## WHAT YOU SHOULD DO
Reproduce the closing part of the entries exactly: the line with "to listen for" and all lines after it, ending with the last line, and nothing else.

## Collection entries
--- START ---

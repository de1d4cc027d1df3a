//! Router assembly and serving.

use std::net::SocketAddr;

use axum::Router;
use axum::routing::get;
use tokio::net::TcpListener;
use tower_http::cors::CorsLayer;
use tower_http::trace::TraceLayer;

use crate::api;
use crate::app_state::AppState;
use crate::ws::handler::ws_handler;

/// Builds the full application: HTTP routes, `/ws`, tracing, and open CORS.
pub fn build_app(state: AppState) -> Router {
    Router::new()
        .merge(api::build_router())
        .route("/ws", get(ws_handler))
        .layer(TraceLayer::new_for_http())
        .layer(CorsLayer::permissive())
        .with_state(state)
}

/// Serves `app` on `listener` until Ctrl-C.
///
/// Peer addresses are made available to handlers so each session knows its
/// client.
///
/// # Errors
///
/// Returns an I/O error if the server fails while accepting connections.
pub async fn serve(listener: TcpListener, app: Router) -> std::io::Result<()> {
    axum::serve(
        listener,
        app.into_make_service_with_connect_info::<SocketAddr>(),
    )
    .with_graceful_shutdown(shutdown_signal())
    .await
}

async fn shutdown_signal() {
    if let Err(error) = tokio::signal::ctrl_c().await {
        tracing::error!(%error, "failed to listen for shutdown signal");
        std::future::pending::<()>().await;
    }
    tracing::info!("shutdown signal received");
}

--- END ---

## EXERCISE RESULT
        tracing::error!(%error, "failed to listen for shutdown signal");
        std::future::pending::<()>().await;
    }
    tracing::info!("shutdown signal received");
}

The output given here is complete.